Posted on Wednesday, October 5th, 2011 by Germain Lussier
It’s oddly fitting that a movie about robbery is now poised to rob theatrical exhibitors of their box office dollars. In the most bold experiment of Premium On Demand yet, Universal will experimentally release Brett Ratner‘s Tower Heist, starring Ben Stiller and Eddie Murphy, on demand to two targeted markets a mere three weeks after its release on November 4 at a reported cost of $59.99. It’ll be the first time home viewers can watch a movie at home while it’s still on thousands of screens across the country.
Earlier this year, theater owners and filmmakers alike were up in arms when several studios agreed to play their films on demand two months after their theatrical debut at a cost of $30. Even at double that price, those parties are sure to be furious about the shorter window. And though this is just a test, it’s another inevitable step in the wrong direction. We’ll explain more after the break.
The Los Angeles Times broke this news and say that the film will only be available to Comcast customers (that’s Universal’s parent company) in Atlanta, GA and Portland, OR, which makes up about half a million people. Other cable providers in those areas will also have the option to carry the film, but no decisions have been made yet.

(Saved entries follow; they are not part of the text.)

//! Deterministic predictor for tests and offline runs.

use std::sync::Arc;
use std::sync::atomic::{AtomicUsize, Ordering};

use super::NliPredictor;
use super::error::NliError;
use crate::constants::NLI_CLASSES;
use crate::hashing::hash_text_pair;

type ScriptFn = dyn Fn(&str, &str) -> [f32; NLI_CLASSES] + Send + Sync;

enum Behaviour {
    Hashed,
    Scripted(Box<ScriptFn>),
    Failing(String),
}

struct MockInner {
    behaviour: Behaviour,
    calls: AtomicUsize,
    pairs: AtomicUsize,
}

/// Predictor whose output depends only on the `(premise, hypothesis)` text.
///
/// Clones share call counters, so a test can keep a handle after boxing one
/// into an Imager.
#[derive(Clone)]
pub struct MockPredictor {
    inner: Arc<MockInner>,
}

impl std::fmt::Debug for MockPredictor {
    fn fmt(&self, f: &mut std::fmt::Formatter<'_>) -> std::fmt::Result {
        f.debug_struct("MockPredictor")
            .field("calls", &self.calls())
            .field("pairs", &self.pairs_seen())
            .finish()
    }
}

impl MockPredictor {
    fn with_behaviour(behaviour: Behaviour) -> Self {
        Self {
            inner: Arc::new(MockInner {
                behaviour,
                calls: AtomicUsize::new(0),
                pairs: AtomicUsize::new(0),
            }),
        }
    }

    /// Softmax over logits derived from a BLAKE3 hash of the pair.
    pub fn hashed() -> Self {
        Self::with_behaviour(Behaviour::Hashed)
    }

    /// Uses `f` to produce the raw distribution for every pair.
    pub fn scripted<F>(f: F) -> Self
    where
        F: Fn(&str, &str) -> [f32; NLI_CLASSES] + Send + Sync + 'static,
    {
        Self::with_behaviour(Behaviour::Scripted(Box::new(f)))
    }

    /// Fails every call with [`NliError::InferenceFailed`].
    pub fn failing(reason: impl Into<String>) -> Self {
        Self::with_behaviour(Behaviour::Failing(reason.into()))
    }

    /// Number of `predict` calls so far.
    pub fn calls(&self) -> usize {
        self.inner.calls.load(Ordering::Relaxed)
    }

    /// Number of pairs scored so far.
    pub fn pairs_seen(&self) -> usize {
        self.inner.pairs.load(Ordering::Relaxed)
    }

    fn hashed_distribution(premise: &str, hypothesis: &str) -> [f32; NLI_CLASSES] {
        let digest = hash_text_pair(premise, hypothesis);
        let logits: [f32; NLI_CLASSES] =
            std::array::from_fn(|i| f32::from(digest[i]) / 255.0 * 4.0 - 2.0);
        let max = logits.iter().copied().fold(f32::NEG_INFINITY, f32::max);
        let exp: [f32; NLI_CLASSES] = std::array::from_fn(|i| (logits[i] - max).exp());
        let total: f32 = exp.iter().sum();
        std::array::from_fn(|i| exp[i] / total)
    }
}

impl NliPredictor for MockPredictor {
    fn predict(&self, pairs: &[(&str, &str)]) -> Result<Vec<[f32; NLI_CLASSES]>, NliError> {
        self.inner.calls.fetch_add(1, Ordering::Relaxed);
        self.inner.pairs.fetch_add(pairs.len(), Ordering::Relaxed);

        match &self.inner.behaviour {
            Behaviour::Hashed => Ok(pairs
                .iter()
                .map(|(p, h)| Self::hashed_distribution(p, h))
                .collect()),
            Behaviour::Scripted(f) => Ok(pairs.iter().map(|(p, h)| f(p, h)).collect()),
            Behaviour::Failing(reason) => Err(NliError::InferenceFailed {
                reason: reason.clone(),
            }),
        }
    }
}
use thiserror::Error;

#[derive(Debug, Error, PartialEq, Eq)]
pub enum ImageError {
    #[error("image data length {actual} does not match shape {depth}x{rows}x{cols}")]
    DataLength {
        depth: usize,
        rows: usize,
        cols: usize,
        actual: usize,
    },

    #[error("cannot stack images of shape {left_rows}x{left_cols} and {right_rows}x{right_cols}")]
    ShapeMismatch {
        left_rows: usize,
        left_cols: usize,
        right_rows: usize,
        right_cols: usize,
    },

    #[error("cannot stack an empty list of images")]
    Empty,
}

What Universal is hoping to find out by releasing Tower Heist in this manner is how much money they can make versus how much, if at all, it will affect box office receipts in those cities. The target audience is families who might be interested in seeing the film, but not interested in driving to the theater, ticket prices and buying concessions. If the numbers work out, there’s a chance other studios could follow suit or take things to the next level.
Studios used to be able to count on a certain amount of revenue when a film hit the home market but with the decline in the rental community, and especially the decline in DVD purchases, they’re hoping On Demand will be able to compensate. The DirecTV Premium On Demand service has reportedly been largely inconsequential for both the studios and cable provider, suggesting either $30 is too much to spend or two months is too distant a time from when a movie is in the public conscious. The $60 and 3 weeks changes both those variables and – no matter what the results – is further proof the studios are determined to find a sweet spot where people are willing to pay premium prices for new movies at the expense of the theatrical experience.
Whether or not you live in Atlanta or Portland, can you see any scenario where you’d pay $60 to see Tower Heist three weeks after release? Take that question a few steps further. If Warner Brothers charged you $100 to watch The Dark Knight Rises two weeks BEFORE release would you do it? Because – ladies and gentleman – that’s where this is headed.